►

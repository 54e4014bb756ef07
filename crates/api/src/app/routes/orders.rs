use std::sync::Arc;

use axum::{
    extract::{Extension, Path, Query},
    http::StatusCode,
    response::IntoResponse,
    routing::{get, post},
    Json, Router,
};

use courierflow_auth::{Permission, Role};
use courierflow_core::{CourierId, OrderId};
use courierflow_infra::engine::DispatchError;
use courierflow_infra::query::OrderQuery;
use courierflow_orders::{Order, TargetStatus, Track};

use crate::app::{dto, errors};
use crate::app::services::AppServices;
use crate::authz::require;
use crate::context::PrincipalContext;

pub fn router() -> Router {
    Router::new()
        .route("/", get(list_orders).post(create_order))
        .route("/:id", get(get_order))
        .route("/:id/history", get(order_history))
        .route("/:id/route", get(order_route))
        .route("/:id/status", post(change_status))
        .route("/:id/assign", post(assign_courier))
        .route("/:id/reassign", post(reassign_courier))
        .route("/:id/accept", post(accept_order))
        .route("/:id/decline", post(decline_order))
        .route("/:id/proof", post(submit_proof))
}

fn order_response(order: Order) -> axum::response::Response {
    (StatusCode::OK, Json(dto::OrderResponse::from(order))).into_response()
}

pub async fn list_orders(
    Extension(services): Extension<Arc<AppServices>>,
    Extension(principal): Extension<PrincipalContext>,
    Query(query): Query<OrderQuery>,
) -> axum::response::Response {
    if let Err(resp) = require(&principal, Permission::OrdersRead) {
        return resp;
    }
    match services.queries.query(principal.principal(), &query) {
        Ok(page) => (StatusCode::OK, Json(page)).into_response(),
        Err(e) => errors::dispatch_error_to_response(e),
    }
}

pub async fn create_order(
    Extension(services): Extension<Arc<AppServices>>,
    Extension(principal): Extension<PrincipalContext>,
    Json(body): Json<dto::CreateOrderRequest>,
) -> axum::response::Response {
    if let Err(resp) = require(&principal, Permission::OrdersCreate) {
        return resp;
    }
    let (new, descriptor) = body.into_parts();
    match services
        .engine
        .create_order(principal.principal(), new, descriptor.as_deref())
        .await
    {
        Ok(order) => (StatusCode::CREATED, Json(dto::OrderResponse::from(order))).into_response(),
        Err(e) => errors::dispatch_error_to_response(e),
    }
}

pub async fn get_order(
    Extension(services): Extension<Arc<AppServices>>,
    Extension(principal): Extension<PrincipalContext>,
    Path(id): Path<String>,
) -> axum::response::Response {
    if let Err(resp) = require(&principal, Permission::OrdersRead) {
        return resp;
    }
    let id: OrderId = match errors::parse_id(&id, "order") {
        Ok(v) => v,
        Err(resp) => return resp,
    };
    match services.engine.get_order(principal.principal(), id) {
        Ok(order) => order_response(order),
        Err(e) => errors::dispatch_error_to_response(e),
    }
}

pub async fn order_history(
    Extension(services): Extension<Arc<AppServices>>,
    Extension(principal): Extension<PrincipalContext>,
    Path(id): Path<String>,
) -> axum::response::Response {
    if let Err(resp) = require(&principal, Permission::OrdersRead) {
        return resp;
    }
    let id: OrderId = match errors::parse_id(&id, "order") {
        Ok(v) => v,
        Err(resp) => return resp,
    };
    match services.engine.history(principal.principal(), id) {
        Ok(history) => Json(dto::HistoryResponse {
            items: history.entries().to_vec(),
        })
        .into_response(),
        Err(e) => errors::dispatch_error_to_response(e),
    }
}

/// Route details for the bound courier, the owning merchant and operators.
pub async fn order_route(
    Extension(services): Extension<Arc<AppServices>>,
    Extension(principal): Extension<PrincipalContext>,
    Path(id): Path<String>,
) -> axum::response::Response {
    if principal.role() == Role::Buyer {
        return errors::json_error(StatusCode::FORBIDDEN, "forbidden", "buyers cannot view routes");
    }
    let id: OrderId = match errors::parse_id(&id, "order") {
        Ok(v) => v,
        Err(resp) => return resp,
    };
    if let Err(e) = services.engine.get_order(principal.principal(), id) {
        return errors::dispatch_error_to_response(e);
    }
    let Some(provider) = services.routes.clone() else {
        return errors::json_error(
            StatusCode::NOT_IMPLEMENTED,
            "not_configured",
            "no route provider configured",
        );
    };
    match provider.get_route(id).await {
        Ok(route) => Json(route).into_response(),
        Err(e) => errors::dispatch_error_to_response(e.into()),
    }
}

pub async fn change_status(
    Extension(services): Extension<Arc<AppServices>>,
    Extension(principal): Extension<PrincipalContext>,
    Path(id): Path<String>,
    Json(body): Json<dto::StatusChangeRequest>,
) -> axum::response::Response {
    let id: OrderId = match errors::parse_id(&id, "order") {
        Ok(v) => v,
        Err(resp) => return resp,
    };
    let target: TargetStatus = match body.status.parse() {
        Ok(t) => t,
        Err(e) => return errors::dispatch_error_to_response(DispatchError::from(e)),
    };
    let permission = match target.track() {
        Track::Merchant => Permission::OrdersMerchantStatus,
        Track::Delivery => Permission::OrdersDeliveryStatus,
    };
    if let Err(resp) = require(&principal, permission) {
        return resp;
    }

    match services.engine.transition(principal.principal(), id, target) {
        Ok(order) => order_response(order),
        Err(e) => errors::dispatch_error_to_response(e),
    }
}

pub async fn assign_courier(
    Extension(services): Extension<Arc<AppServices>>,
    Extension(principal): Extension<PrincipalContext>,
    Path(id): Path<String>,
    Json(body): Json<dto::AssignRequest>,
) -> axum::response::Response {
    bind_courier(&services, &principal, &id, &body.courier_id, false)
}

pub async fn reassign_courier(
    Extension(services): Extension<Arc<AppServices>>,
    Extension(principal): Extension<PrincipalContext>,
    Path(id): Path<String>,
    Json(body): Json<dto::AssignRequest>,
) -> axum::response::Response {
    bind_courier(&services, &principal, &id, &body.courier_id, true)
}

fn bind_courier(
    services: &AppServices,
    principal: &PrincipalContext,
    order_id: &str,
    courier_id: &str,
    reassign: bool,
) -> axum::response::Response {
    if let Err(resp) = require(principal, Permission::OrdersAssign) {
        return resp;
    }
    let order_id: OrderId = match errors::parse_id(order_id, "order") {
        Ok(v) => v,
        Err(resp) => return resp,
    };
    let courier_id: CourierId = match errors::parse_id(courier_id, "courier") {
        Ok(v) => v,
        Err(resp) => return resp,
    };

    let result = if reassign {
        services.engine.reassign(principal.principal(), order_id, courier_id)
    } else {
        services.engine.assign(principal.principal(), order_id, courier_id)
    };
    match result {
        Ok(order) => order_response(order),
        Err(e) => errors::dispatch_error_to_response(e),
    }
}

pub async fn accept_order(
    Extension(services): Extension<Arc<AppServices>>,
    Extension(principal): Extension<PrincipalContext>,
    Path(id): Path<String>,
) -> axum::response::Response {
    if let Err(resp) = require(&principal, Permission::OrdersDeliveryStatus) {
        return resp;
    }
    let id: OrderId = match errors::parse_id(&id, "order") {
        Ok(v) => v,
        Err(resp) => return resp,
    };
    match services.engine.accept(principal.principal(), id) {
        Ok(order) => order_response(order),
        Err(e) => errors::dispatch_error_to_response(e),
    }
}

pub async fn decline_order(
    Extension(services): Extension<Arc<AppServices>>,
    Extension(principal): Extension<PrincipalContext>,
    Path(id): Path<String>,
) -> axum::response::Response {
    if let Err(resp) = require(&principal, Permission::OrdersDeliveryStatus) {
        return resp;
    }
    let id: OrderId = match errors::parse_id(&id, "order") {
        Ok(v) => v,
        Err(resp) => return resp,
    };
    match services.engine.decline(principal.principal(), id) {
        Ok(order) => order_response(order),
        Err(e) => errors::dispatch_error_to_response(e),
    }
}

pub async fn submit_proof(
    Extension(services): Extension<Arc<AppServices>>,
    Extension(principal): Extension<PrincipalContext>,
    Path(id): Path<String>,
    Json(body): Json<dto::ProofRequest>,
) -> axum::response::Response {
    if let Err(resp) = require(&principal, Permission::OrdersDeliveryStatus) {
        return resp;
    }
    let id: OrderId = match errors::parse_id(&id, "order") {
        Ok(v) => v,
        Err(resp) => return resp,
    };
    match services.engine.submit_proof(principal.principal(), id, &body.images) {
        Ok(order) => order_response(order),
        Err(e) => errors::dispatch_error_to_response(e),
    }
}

◄

Write out every line from the entries where "async" appears.

pub async fn list_orders(
pub async fn create_order(
pub async fn get_order(
pub async fn order_history(
pub async fn order_route(
pub async fn change_status(
pub async fn assign_courier(
pub async fn reassign_courier(
pub async fn accept_order(
pub async fn decline_order(
pub async fn submit_proof(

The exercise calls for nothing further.